(Exercise):
Where the string "covmatch" occurs in the material below, report the whole line.
------------------------------------------------
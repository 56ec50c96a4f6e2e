//! Exact-match group labels
//!
//! Each included unit gets one integer group label derived from the
//! combined values of all exact-match variables. The combination is hashed
//! as a composite key of value codes rather than a concatenated string, and
//! labels are dense integers in first-encounter order. Two units are
//! matchable only if their labels are equal.

use crate::error::{MatchError, Result};
use crate::unit_data::UnitData;
use rustc_hash::{FxHashMap, FxHashSet};
use smallvec::SmallVec;

/// Composite group label per included unit
///
/// Labels are indexed by position in `UnitData::included`, matching the row
/// order of the matching-variable matrix.
#[derive(Debug, Clone)]
pub struct ExactGroups {
    labels: Vec<u32>,
}

impl ExactGroups {
    /// Group label of the included unit at `pos`
    #[must_use]
    pub fn label(&self, pos: usize) -> u32 {
        self.labels[pos]
    }

    /// Whether two included units may be matched under the exact constraint
    #[must_use]
    pub fn same_group(&self, a: usize, b: usize) -> bool {
        self.labels[a] == self.labels[b]
    }

    /// All labels, aligned with `UnitData::included`
    #[must_use]
    pub fn labels(&self) -> &[u32] {
        &self.labels
    }
}

/// Build composite exact-match groups and verify focal/non-focal overlap
///
/// # Errors
///
/// Returns [`MatchError::UnknownCovariate`] for an undeclared variable and
/// [`MatchError::NoExactOverlap`] when no group label occurs in both the
/// focal and the non-focal set, in which case no match is structurally
/// possible.
pub fn build_exact_groups(data: &UnitData, names: &[String]) -> Result<ExactGroups> {
    let mut columns = Vec::with_capacity(names.len());
    for name in names {
        let index = data
            .column_index(name)
            .ok_or_else(|| MatchError::UnknownCovariate {
                name: name.clone(),
                context: "exact constraint",
            })?;
        columns.push(&data.columns[index]);
    }

    let mut palette: FxHashMap<SmallVec<[u64; 4]>, u32> = FxHashMap::default();
    let mut labels = Vec::with_capacity(data.included.len());
    for &row in &data.included {
        let key: SmallVec<[u64; 4]> = columns.iter().map(|c| c.value_code(row)).collect();
        let next = palette.len() as u32;
        let label = *palette.entry(key).or_insert(next);
        labels.push(label);
    }

    let mut focal_labels = FxHashSet::default();
    let mut nonfocal_labels = FxHashSet::default();
    for (pos, &row) in data.included.iter().enumerate() {
        if data.focal[row] {
            focal_labels.insert(labels[pos]);
        } else {
            nonfocal_labels.insert(labels[pos]);
        }
    }
    if !focal_labels.iter().any(|l| nonfocal_labels.contains(l)) {
        return Err(MatchError::NoExactOverlap);
    }

    Ok(ExactGroups { labels })
}

#[cfg(test)]
mod tests {
    use super::*;
    use crate::unit_data::{CovariateColumn, CovariateValues};

    fn data_with(columns: Vec<CovariateColumn>, focal: Vec<bool>) -> UnitData {
        let n = focal.len();
        UnitData {
            labels: (0..n).map(|i| format!("u{i}")).collect(),
            focal,
            discarded: vec![false; n],
            score: None,
            sample_weights: None,
            columns,
            included: (0..n).collect(),
        }
    }

    #[test]
    fn test_composite_labels_over_two_variables() {
        let data = data_with(
            vec![
                CovariateColumn {
                    name: "sex".to_string(),
                    values: CovariateValues::Categorical {
                        codes: vec![0, 0, 1, 0],
                        levels: vec!["f".to_string(), "m".to_string()],
                    },
                },
                CovariateColumn {
                    name: "year".to_string(),
                    values: CovariateValues::Numeric(vec![2001.0, 2002.0, 2001.0, 2001.0]),
                },
            ],
            vec![true, true, false, false],
        );

        let groups =
            build_exact_groups(&data, &["sex".to_string(), "year".to_string()]).unwrap();
        assert_eq!(groups.label(0), groups.label(3));
        assert_ne!(groups.label(0), groups.label(1));
        assert_ne!(groups.label(0), groups.label(2));
        assert!(groups.same_group(0, 3));
    }

    #[test]
    fn test_no_overlap_rejected() {
        let data = data_with(
            vec![CovariateColumn {
                name: "site".to_string(),
                values: CovariateValues::Categorical {
                    codes: vec![0, 0, 1, 1],
                    levels: vec!["a".to_string(), "b".to_string()],
                },
            }],
            vec![true, true, false, false],
        );

        let err = build_exact_groups(&data, &["site".to_string()]).unwrap_err();
        assert!(matches!(err, MatchError::NoExactOverlap));
    }

    #[test]
    fn test_unknown_variable_rejected() {
        let data = data_with(
            vec![CovariateColumn {
                name: "age".to_string(),
                values: CovariateValues::Numeric(vec![1.0, 2.0]),
            }],
            vec![true, false],
        );

        let err = build_exact_groups(&data, &["site".to_string()]).unwrap_err();
        assert!(matches!(err, MatchError::UnknownCovariate { name, .. } if name == "site"));
    }

    #[test]
    fn test_signed_zero_codes_equal() {
        let data = data_with(
            vec![CovariateColumn {
                name: "offset".to_string(),
                values: CovariateValues::Numeric(vec![0.0, -0.0]),
            }],
            vec![true, false],
        );

        let groups = build_exact_groups(&data, &["offset".to_string()]).unwrap();
        assert!(groups.same_group(0, 1));
    }
}
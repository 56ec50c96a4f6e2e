//! End-to-end matching scenarios

mod common;

use common::{all_partners, init_logging, partners_of, UnitBatch};
use covmatch::{MatchError, MatchOrder, Matcher, MatchingConfig};

/// Ten focal and ten non-focal units on a line, data order, identity
/// weights: every focal unit takes its own nearest control, no control is
/// reused, and ten subclasses of size two come out.
#[test]
fn test_ten_against_ten_identity_weights() {
    init_logging();
    let labels: Vec<String> = (0..10)
        .map(|i| format!("t{i}"))
        .chain((0..10).map(|i| format!("c{i}")))
        .collect();
    let label_refs: Vec<&str> = labels.iter().map(String::as_str).collect();
    let treated: Vec<i32> = (0..20).map(|i| i32::from(i < 10)).collect();
    let x: Vec<f64> = (0..10)
        .map(|i| f64::from(i))
        .chain((0..10).map(|i| f64::from(i) + 0.2))
        .collect();

    let (batch, columns) = UnitBatch::new(&label_refs, &treated).numeric("x", &x).build();
    let config = MatchingConfig::builder()
        .order(MatchOrder::Data)
        .weight_matrix(vec![vec![1.0]])
        .build();
    let result = Matcher::new(config).perform_matching(&batch, &columns).unwrap();

    assert_eq!(result.match_matrix.len(), 10);
    for i in 0..10 {
        assert_eq!(partners_of(&result, &format!("t{i}")), vec![format!("c{i}")]);
    }

    let partners = all_partners(&result);
    let mut deduped = partners.clone();
    deduped.sort();
    deduped.dedup();
    assert_eq!(deduped.len(), partners.len());

    let subclass = result.subclass.expect("no-replacement run must have subclasses");
    for i in 0..10 {
        let expected = Some(u32::try_from(i + 1).unwrap());
        assert_eq!(subclass[i], expected);
        assert_eq!(subclass[i + 10], expected);
    }
}

/// Exact variable with focal units only in one group and non-focal units
/// only in the other: structurally infeasible.
#[test]
fn test_exact_without_overlap_fails() {
    let (batch, columns) = UnitBatch::new(&["t1", "t2", "c1", "c2"], &[1, 1, 0, 0])
        .numeric("x", &[1.0, 2.0, 1.1, 2.1])
        .categorical("site", &["A", "A", "B", "B"])
        .build();
    let config = MatchingConfig::builder().exact("site").build();

    let err = Matcher::new(config)
        .perform_matching(&batch, &columns)
        .unwrap_err();
    assert!(matches!(err, MatchError::NoExactOverlap));
}

/// The otherwise-nearest candidate shares an anti-exact value with the
/// focal unit, so the next-nearest eligible unit wins.
#[test]
fn test_antiexact_forces_next_nearest() {
    let (batch, columns) = UnitBatch::new(&["t1", "c1", "c2"], &[1, 0, 0])
        .numeric("x", &[0.0, 0.1, 0.5])
        .categorical("household", &["h1", "h1", "h2"])
        .build();
    let config = MatchingConfig::builder().antiexact("household").build();

    let result = Matcher::new(config).perform_matching(&batch, &columns).unwrap();
    assert_eq!(partners_of(&result, "t1"), vec!["c2".to_string()]);
}

/// A width-zero caliper on a covariate that disagrees for every
/// focal/non-focal pair leaves nothing to match.
#[test]
fn test_zero_caliper_with_full_disagreement_fails() {
    let (batch, columns) = UnitBatch::new(&["t1", "t2", "c1", "c2"], &[1, 1, 0, 0])
        .numeric("b", &[1.0, 1.0, 0.0, 0.0])
        .build();
    let config = MatchingConfig::builder()
        .caliper(covmatch::Caliper::covariate("b", 0.0).raw())
        .build();

    let err = Matcher::new(config)
        .perform_matching(&batch, &columns)
        .unwrap_err();
    assert!(matches!(err, MatchError::NoMatchesFound));
}

/// Under ATC the controls become focal: the match matrix rows carry
/// control labels and treated units are the candidates.
#[test]
fn test_atc_swaps_roles() {
    let (batch, columns) = UnitBatch::new(&["t1", "t2", "c1"], &[1, 1, 0])
        .numeric("x", &[1.0, 5.0, 1.2])
        .build();
    let config = MatchingConfig::builder()
        .estimand(covmatch::Estimand::Atc)
        .build();

    let result = Matcher::new(config).perform_matching(&batch, &columns).unwrap();
    assert_eq!(result.match_matrix.len(), 1);
    assert_eq!(result.match_matrix[0].focal, "c1");
    assert_eq!(partners_of(&result, "c1"), vec!["t1".to_string()]);
}

/// Ratio-2 matching fills both slots nearest-first and builds one subclass
/// of size three.
#[test]
fn test_ratio_two_without_replacement() {
    let (batch, columns) = UnitBatch::new(&["t1", "c1", "c2", "c3"], &[1, 0, 0, 0])
        .numeric("x", &[0.0, 0.3, 0.1, 5.0])
        .build();
    let config = MatchingConfig::builder().ratio(2).build();

    let result = Matcher::new(config).perform_matching(&batch, &columns).unwrap();
    assert_eq!(
        partners_of(&result, "t1"),
        vec!["c2".to_string(), "c1".to_string()]
    );

    let subclass = result.subclass.unwrap();
    assert_eq!(subclass, vec![Some(1), Some(1), Some(1), None]);
}

/// Discarded units neither appear as match-matrix rows nor as candidates,
/// while their slots keep zero weight.
#[test]
fn test_discarded_units_are_invisible() {
    let (batch, columns) = UnitBatch::new(&["t1", "t2", "c1", "c2"], &[1, 1, 0, 0])
        .numeric("x", &[0.0, 1.0, 0.05, 1.05])
        .discard(&[false, true, true, false])
        .build();
    let result = Matcher::new(MatchingConfig::default())
        .perform_matching(&batch, &columns)
        .unwrap();

    assert_eq!(result.match_matrix.len(), 1);
    assert_eq!(result.match_matrix[0].focal, "t1");
    // c1 would be nearest but is discarded.
    assert_eq!(partners_of(&result, "t1"), vec!["c2".to_string()]);
    assert_eq!(result.weights[1], 0.0);
    assert_eq!(result.weights[2], 0.0);
}

/// Partial matching is not an error: a focal unit that exhausts its
/// candidates keeps an all-empty row and zero weight.
#[test]
fn test_partial_matching_reported_not_raised() {
    let (batch, columns) = UnitBatch::new(&["t1", "t2", "c1"], &[1, 1, 0])
        .numeric("x", &[0.0, 9.0, 0.1])
        .build();
    let result = Matcher::new(MatchingConfig::default())
        .perform_matching(&batch, &columns)
        .unwrap();

    assert_eq!(result.match_matrix.len(), 2);
    assert_eq!(partners_of(&result, "t1"), vec!["c1".to_string()]);
    assert!(partners_of(&result, "t2").is_empty());
    assert_eq!(result.matched_focal_count, 1);
    assert!(result.diagnostics.has_capacity_warning());
}

/// With a score and no explicit order, high-score focal units match first
/// and claim contested candidates.
#[test]
fn test_default_order_is_score_descending_for_att() {
    let (batch, columns) = UnitBatch::new(&["t1", "t2", "c1", "c2"], &[1, 1, 0, 0])
        .numeric("x", &[0.0, 0.1, 0.05, 4.0])
        .score(&[0.3, 0.9, 0.5, 0.6])
        .build();
    let result = Matcher::new(MatchingConfig::default())
        .perform_matching(&batch, &columns)
        .unwrap();

    assert_eq!(partners_of(&result, "t2"), vec!["c1".to_string()]);
    assert_eq!(partners_of(&result, "t1"), vec!["c2".to_string()]);
}
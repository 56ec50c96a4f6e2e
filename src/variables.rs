//! Assembly of the matching-variable matrix
//!
//! The matrix X has one row per included unit (in input order) and one
//! column per matching variable. The base column set depends on the
//! configuration: all covariates plus the score, a caller-chosen covariate
//! subset without the score, or all covariates when no score exists. Exact
//! variables and caliper dimensions missing from the base set are appended
//! so that constraints can be evaluated against X; exact-only columns are
//! excluded from the distance metric.

use crate::criteria::{CaliperTarget, MatchingConfig};
use crate::error::{MatchError, Result};
use crate::unit_data::UnitData;
use nalgebra::DMatrix;

/// Name used for the score column of X
pub const SCORE_COLUMN: &str = "score";

/// Matching-variable matrix with column metadata
#[derive(Debug, Clone)]
pub struct MatchingVariables {
    /// Column names, aligned with matrix columns
    pub names: Vec<String>,
    /// One row per included unit, in input order
    pub matrix: DMatrix<f64>,
    /// Columns that participate in the generalized distance
    pub distance_cols: Vec<usize>,
    /// Column index of the score, when present in X
    pub score_col: Option<usize>,
}

impl MatchingVariables {
    /// Index of a column by name
    #[must_use]
    pub fn column_index(&self, name: &str) -> Option<usize> {
        self.names.iter().position(|n| n == name)
    }

    /// Number of rows (included units)
    #[must_use]
    pub fn n_rows(&self) -> usize {
        self.matrix.nrows()
    }

    /// Number of columns
    #[must_use]
    pub fn n_cols(&self) -> usize {
        self.matrix.ncols()
    }
}

struct PendingColumn {
    name: String,
    values: Vec<f64>,
    in_distance: bool,
}

/// Build the matching-variable matrix for one run
///
/// # Errors
///
/// Returns [`MatchError::UnknownCovariate`] when a requested covariate
/// subset names an undeclared column, and [`MatchError::NoCovariates`] when
/// the base column set comes out empty.
pub fn build_variables(data: &UnitData, config: &MatchingConfig) -> Result<MatchingVariables> {
    let mut pending: Vec<PendingColumn> = Vec::new();
    let mut score_col = None;

    let push_covariate = |pending: &mut Vec<PendingColumn>, index: usize, in_distance: bool| {
        let column = &data.columns[index];
        pending.push(PendingColumn {
            name: column.name.clone(),
            values: data
                .included
                .iter()
                .map(|&row| column.numeric_value(row))
                .collect(),
            in_distance,
        });
    };

    if let Some(mahvars) = &config.mahvars {
        // Custom subset: the named covariates only, score excluded.
        for name in mahvars {
            let index = data
                .column_index(name)
                .ok_or_else(|| MatchError::UnknownCovariate {
                    name: name.clone(),
                    context: "distance subset",
                })?;
            push_covariate(&mut pending, index, true);
        }
    } else {
        for index in 0..data.columns.len() {
            push_covariate(&mut pending, index, true);
        }
        if let Some(score) = &data.score {
            score_col = Some(pending.len());
            pending.push(PendingColumn {
                name: SCORE_COLUMN.to_string(),
                values: data.included.iter().map(|&row| score[row]).collect(),
                in_distance: true,
            });
        }
    }

    if pending.is_empty() {
        return Err(MatchError::NoCovariates);
    }

    // Exact variables must be visible in X for group construction, but they
    // carry no weight in the distance.
    for name in &config.exact {
        if pending.iter().any(|c| &c.name == name) {
            continue;
        }
        let index = data
            .column_index(name)
            .ok_or_else(|| MatchError::UnknownCovariate {
                name: name.clone(),
                context: "exact constraint",
            })?;
        push_covariate(&mut pending, index, false);
    }

    // Caliper dimensions are appended when absent; a dimension that cannot
    // be resolved here is reported by caliper normalization instead.
    let mut score_caliper = false;
    for caliper in &config.calipers {
        match &caliper.target {
            CaliperTarget::Covariate(name) => {
                if pending.iter().any(|c| &c.name == name) {
                    continue;
                }
                if let Some(index) = data.column_index(name) {
                    push_covariate(&mut pending, index, true);
                }
            }
            CaliperTarget::Score => score_caliper = true,
        }
    }
    if score_caliper && score_col.is_none() {
        if let Some(score) = &data.score {
            score_col = Some(pending.len());
            pending.push(PendingColumn {
                name: SCORE_COLUMN.to_string(),
                values: data.included.iter().map(|&row| score[row]).collect(),
                in_distance: true,
            });
        }
    }

    let n_rows = data.included.len();
    let n_cols = pending.len();
    let mut names = Vec::with_capacity(n_cols);
    let mut distance_cols = Vec::new();
    let mut values = Vec::with_capacity(n_rows * n_cols);
    for (index, column) in pending.into_iter().enumerate() {
        if column.in_distance {
            distance_cols.push(index);
        }
        names.push(column.name);
        values.extend(column.values);
    }

    Ok(MatchingVariables {
        names,
        matrix: DMatrix::from_vec(n_rows, n_cols, values),
        distance_cols,
        score_col,
    })
}
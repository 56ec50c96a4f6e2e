//! A Rust library for constrained nearest-neighbour matching of treated and
//! control units in observational studies, with calipers, exact and
//! anti-exact constraints, and a pluggable variable-weight optimizer.

pub mod antiexact;
pub mod assembly;
pub mod caliper;
pub mod columns;
pub mod criteria;
pub mod error;
pub mod exact;
pub mod extraction;
pub mod matcher;
pub mod optimizer;
pub mod progress;
pub mod search;
pub mod types;
pub mod unit_data;
pub mod validation;
pub mod variables;
pub mod weights;

// Re-export the most common types for easier use
// Core entry points
pub use columns::{ColumnSpec, ColumnSpecBuilder, CovariateKind};
pub use error::{MatchError, Result};
pub use matcher::Matcher;

// Configuration
pub use criteria::{
    Caliper, CaliperTarget, Estimand, FitnessFunction, MatchOrder, MatchingConfig,
    MatchingConfigBuilder, OptimizerConfig,
};

// Results and diagnostics
pub use types::{Diagnostics, MatchRow, MatchWarning, MatchingResult, OptimizerDiagnostics};

// Optimizer plug-in surface
pub use optimizer::{OptimizerOutcome, OptimizerRequest, OptimizerWarning, WeightOptimizer};

// Arrow types
pub use arrow::datatypes::Schema as ArrowSchema;
pub use arrow::record_batch::RecordBatch;

// Matrix type used at the optimizer seam
pub use nalgebra::DMatrix;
------------------------------------------------
(Result):
use covmatch::{MatchError, MatchOrder, Matcher, MatchingConfig};
        .caliper(covmatch::Caliper::covariate("b", 0.0).raw())
        .estimand(covmatch::Estimand::Atc)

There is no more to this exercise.